Dragonfly is not a separate download, but included with the latest Opera build, Opera 9.5 ("Kestrel") Beta 2. Choose Tools | Advanced | Developer Tools to get started.

Its major features are a DOM inspector with CSS support, a JavaScript debugger and a command line console.

Actually, its main feature is support for any Opera browser on any platform, as long as it rendering engine is Presto Core 2.1 or higher.

JavaScript

Sadly, Dragonfly itself seems to have been created in JavaScript. This makes it unnecessarily slow. On the Opera blog, commenter GwenDragon already suggested that Dragonfly is an appropriate name for a fast tool only, and that humble bee [sic] would be a a better name for Opera’s development tools.

The use of JavaScript for the developer tools actually encourages instead of discourages the permanent enabling of JavaScript, which is a serious security risk. It also makes it impossible to use the tools to find out whether a site that still uses some JavaScript works fin with JavaScript turned off. With many sites still using JavaScript, this is limitation so serious that I am tempted to call it a design flaw.

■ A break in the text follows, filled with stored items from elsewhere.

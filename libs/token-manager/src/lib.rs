//! Composes the opaque codec with a JOSE builder/signer: the only component
//! that mints and parses the JWTs resource servers ultimately verify.

use auth_entity::{AuthError, Key, KeyAlgorithm, KeyMaterial, Token, TokenType};
use opaque_tokens::OpaquePrefix;
use serde::{Deserialize, Serialize};

/// Claims carried by every JWT this service mints.
#[derive(Debug, Clone, Serialize, Deserialize)]
pub struct Claims {
    pub iss: String,
    pub sub: String,
    pub jti: String,
    pub iat: i64,
    pub exp: i64,
    #[serde(rename = "type")]
    pub token_type: String,
}

/// `generate_opaque` / `decode_opaque` delegate straight to the opaque codec;
/// they exist on this crate's surface because the rest of the core only ever
/// reaches the codec through the token manager.
pub fn generate_opaque(token_type: TokenType) -> (String, String) {
    opaque_tokens::generate(token_type.into())
}

pub fn decode_opaque(token_type: TokenType, encoded: &str) -> Result<String, AuthError> {
    opaque_tokens::decode(token_type.into(), encoded)
}

fn jwt_algorithm(algorithm: KeyAlgorithm) -> Result<jsonwebtoken::Algorithm, AuthError> {
    match algorithm {
        KeyAlgorithm::Rs256 => Ok(jsonwebtoken::Algorithm::RS256),
        KeyAlgorithm::Es256 => Ok(jsonwebtoken::Algorithm::ES256),
        KeyAlgorithm::Hs256 => Ok(jsonwebtoken::Algorithm::HS256),
    }
}

fn encoding_key(material: &KeyMaterial) -> Result<jsonwebtoken::EncodingKey, AuthError> {
    match material {
        KeyMaterial::Hmac(secret) => Ok(jsonwebtoken::EncodingKey::from_secret(secret)),
        KeyMaterial::Rsa(_) | KeyMaterial::Ecdsa(_) => {
            let pem = key_codec::encode_private_pem(material)?;
            match material {
                KeyMaterial::Rsa(_) => jsonwebtoken::EncodingKey::from_rsa_pem(pem.as_bytes())
                    .map_err(|e| AuthError::InvalidAlgorithm(format!("bad RSA signing key: {e}"))),
                KeyMaterial::Ecdsa(_) => jsonwebtoken::EncodingKey::from_ec_pem(pem.as_bytes())
                    .map_err(|e| AuthError::InvalidAlgorithm(format!("bad EC signing key: {e}"))),
                KeyMaterial::Hmac(_) => unreachable!(),
            }
        }
    }
}

/// Sign a JWT for `token` using `key`, with header `{alg, kid, typ=JWT}` and
/// claims `{iss, sub, jti, iat, exp, type}`.
pub fn encode_jwt(key: &Key, token: &Token, issuer: &str) -> Result<String, AuthError> {
    let algorithm = jwt_algorithm(key.algorithm)?;

    let mut header = jsonwebtoken::Header::new(algorithm);
    header.kid = Some(key.id.clone());
    header.typ = Some("JWT".to_string());

    let claims = Claims {
        iss: issuer.to_string(),
        sub: token.user_id.clone(),
        jti: token.id.clone(),
        iat: token.issued_at.timestamp(),
        exp: token.expires_at.timestamp(),
        token_type: token.token_type.claim_str().to_string(),
    };

    let encoding_key = encoding_key(&key.material)?;
    jsonwebtoken::encode(&header, &claims, &encoding_key)
        .map_err(|e| AuthError::InvalidAlgorithm(format!("JWT signing failed: {e}")))
}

It is not hard to understand why Opera took this approach; no other browser is available on as many platforms. Then again, with all major desktop platforms running on the Intel 80x86 architecture nowadays, just how hard can it be to create a real plug-in for Windows, MacOS X and perhaps OpenBSD or Linux?

Fact remains, that Opera Dragonfly does not fit the "Speed, security and performance matter" slogan Opera is using for Opera 9.5.

download

Download should not be a problem, but when I downloaded Opera 9.5 Beta from "NL - Netnation", I experienced a slow download (estimated time for 7 MB some 20 minutes) followed by a crash of Firefox 2.0.0.14 (with NoScript, always with NoScript). Firefox offered to resume, but download times like these remind me of the 1200/75 baud modem on top of the bookcase behind me. I killed the Netnation download, restarted the download from "NL - Tiscali FTP" and had the file eight seconds later. Picking the right download host matters.

Opera Dragonfly will be released as Open Source, under a BSD license.